_Task brief_
Your output should be every line below, copied exactly.

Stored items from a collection
---*---

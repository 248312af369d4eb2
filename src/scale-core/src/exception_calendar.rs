// Copyright Materialize, Inc. and contributors. All rights reserved.
//
// Use of this software is governed by the Business Source License
// included in the LICENSE file.
//
// As of the Change Date specified in that file, in accordance with
// the Business Source License, use of this software will be governed
// by the Apache License, Version 2.0.

//! The Exception Calendar (C8): suppresses activations for a (cluster,
//! date) pair an operator has frozen (§4.8).

use std::sync::Arc;

use chrono::NaiveDate;

use scale_types::ClusterId;

use crate::collaborators::RulePersistence;

pub struct ExceptionCalendar {
    persistence: Arc<dyn RulePersistence>,
}

impl ExceptionCalendar {
    pub fn new(persistence: Arc<dyn RulePersistence>) -> ExceptionCalendar {
        ExceptionCalendar { persistence }
    }

    /// Returns `true` if `cluster` is frozen on `today` — a benign abort,
    /// not an error (§7 item 1).
    pub async fn is_suppressed(&self, cluster: &ClusterId, today: NaiveDate) -> bool {
        match self.persistence.exception_entry(today).await {
            Some(entry) => entry.clusters.contains(cluster),
            None => false,
        }
    }
}

#[cfg(test)]
mod tests {
    use super::*;
    use async_trait::async_trait;
    use std::collections::BTreeSet;

    struct FixedCalendar {
        entry: Option<scale_types::ExceptionCalendarEntry>,
    }

    #[async_trait]
    impl RulePersistence for FixedCalendar {
        async fn rule(&self, _id: scale_types::RuleId) -> Option<scale_types::Rule> {
            None
        }
        async fn all_rules(&self) -> Vec<scale_types::Rule> {
            Vec::new()
        }
        async fn rule_state(&self, _rule: scale_types::RuleId) -> scale_types::RuleState {
            scale_types::RuleState::default()
        }
        async fn set_rule_state(&self, _rule: scale_types::RuleId, _state: scale_types::RuleState) {}
        async fn exception_entry(&self, _date: NaiveDate) -> Option<scale_types::ExceptionCalendarEntry> {
            self.entry.clone()
        }
        async fn credential(&self, _name: &str) -> Option<scale_types::Credential> {
            None
        }
        async fn cluster(&self, _cluster: &ClusterId) -> Option<scale_types::Cluster> {
            None
        }
        async fn cluster_policy(&self, _cluster: &ClusterId) -> Option<scale_types::ClusterManagementPolicy> {
            None
        }
        async fn stamp_last_instance_type(
            &self,
            _lock: &crate::lock::InstanceLockGuard,
            _node: &scale_types::NodeId,
            _previous_class: String,
        ) -> Result<(), crate::collaborators::PersistenceError> {
            Ok(())
        }
    }

    #[tokio::test]
    async fn cluster_listed_today_is_suppressed() {
        let cluster = ClusterId("c1".to_string());
        let mut clusters = BTreeSet::new();
        clusters.insert(cluster.clone());
        let today = NaiveDate::from_ymd_opt(2024, 1, 1).unwrap();
        let persistence = Arc::new(FixedCalendar {
            entry: Some(scale_types::ExceptionCalendarEntry { date: today, clusters }),
        });
        let calendar = ExceptionCalendar::new(persistence);
        assert!(calendar.is_suppressed(&cluster, today).await);
    }

    #[tokio::test]
    async fn cluster_not_listed_is_not_suppressed() {
        let cluster = ClusterId("c1".to_string());
        let today = NaiveDate::from_ymd_opt(2024, 1, 1).unwrap();
        let persistence = Arc::new(FixedCalendar { entry: None });
        let calendar = ExceptionCalendar::new(persistence);
        assert!(!calendar.is_suppressed(&cluster, today).await);
    }
}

---*---

_Your response_
repository 248312af369d4eb2
filename src/scale-core/src/exception_calendar.rs
// Copyright Materialize, Inc. and contributors. All rights reserved.
//
// Use of this software is governed by the Business Source License
// included in the LICENSE file.
//
// As of the Change Date specified in that file, in accordance with
// the Business Source License, use of this software will be governed
// by the Apache License, Version 2.0.

//! The Exception Calendar (C8): suppresses activations for a (cluster,
//! date) pair an operator has frozen (§4.8).

use std::sync::Arc;

use chrono::NaiveDate;

use scale_types::ClusterId;

use crate::collaborators::RulePersistence;

pub struct ExceptionCalendar {
    persistence: Arc<dyn RulePersistence>,
}

impl ExceptionCalendar {
    pub fn new(persistence: Arc<dyn RulePersistence>) -> ExceptionCalendar {
        ExceptionCalendar { persistence }
    }

    /// Returns `true` if `cluster` is frozen on `today` — a benign abort,
    /// not an error (§7 item 1).
    pub async fn is_suppressed(&self, cluster: &ClusterId, today: NaiveDate) -> bool {
        match self.persistence.exception_entry(today).await {
            Some(entry) => entry.clusters.contains(cluster),
            None => false,
        }
    }
}

#[cfg(test)]
mod tests {
    use super::*;
    use async_trait::async_trait;
    use std::collections::BTreeSet;

    struct FixedCalendar {
        entry: Option<scale_types::ExceptionCalendarEntry>,
    }

    #[async_trait]
    impl RulePersistence for FixedCalendar {
        async fn rule(&self, _id: scale_types::RuleId) -> Option<scale_types::Rule> {
            None
        }
        async fn all_rules(&self) -> Vec<scale_types::Rule> {
            Vec::new()
        }
        async fn rule_state(&self, _rule: scale_types::RuleId) -> scale_types::RuleState {
            scale_types::RuleState::default()
        }
        async fn set_rule_state(&self, _rule: scale_types::RuleId, _state: scale_types::RuleState) {}
        async fn exception_entry(&self, _date: NaiveDate) -> Option<scale_types::ExceptionCalendarEntry> {
            self.entry.clone()
        }
        async fn credential(&self, _name: &str) -> Option<scale_types::Credential> {
            None
        }
        async fn cluster(&self, _cluster: &ClusterId) -> Option<scale_types::Cluster> {
            None
        }
        async fn cluster_policy(&self, _cluster: &ClusterId) -> Option<scale_types::ClusterManagementPolicy> {
            None
        }
        async fn stamp_last_instance_type(
            &self,
            _lock: &crate::lock::InstanceLockGuard,
            _node: &scale_types::NodeId,
            _previous_class: String,
        ) -> Result<(), crate::collaborators::PersistenceError> {
            Ok(())
        }
    }

    #[tokio::test]
    async fn cluster_listed_today_is_suppressed() {
        let cluster = ClusterId("c1".to_string());
        let mut clusters = BTreeSet::new();
        clusters.insert(cluster.clone());
        let today = NaiveDate::from_ymd_opt(2024, 1, 1).unwrap();
        let persistence = Arc::new(FixedCalendar {
            entry: Some(scale_types::ExceptionCalendarEntry { date: today, clusters }),
        });
        let calendar = ExceptionCalendar::new(persistence);
        assert!(calendar.is_suppressed(&cluster, today).await);
    }

    #[tokio::test]
    async fn cluster_not_listed_is_not_suppressed() {
        let cluster = ClusterId("c1".to_string());
        let today = NaiveDate::from_ymd_opt(2024, 1, 1).unwrap();
        let persistence = Arc::new(FixedCalendar { entry: None });
        let calendar = ExceptionCalendar::new(persistence);
        assert!(!calendar.is_suppressed(&cluster, today).await);
    }
}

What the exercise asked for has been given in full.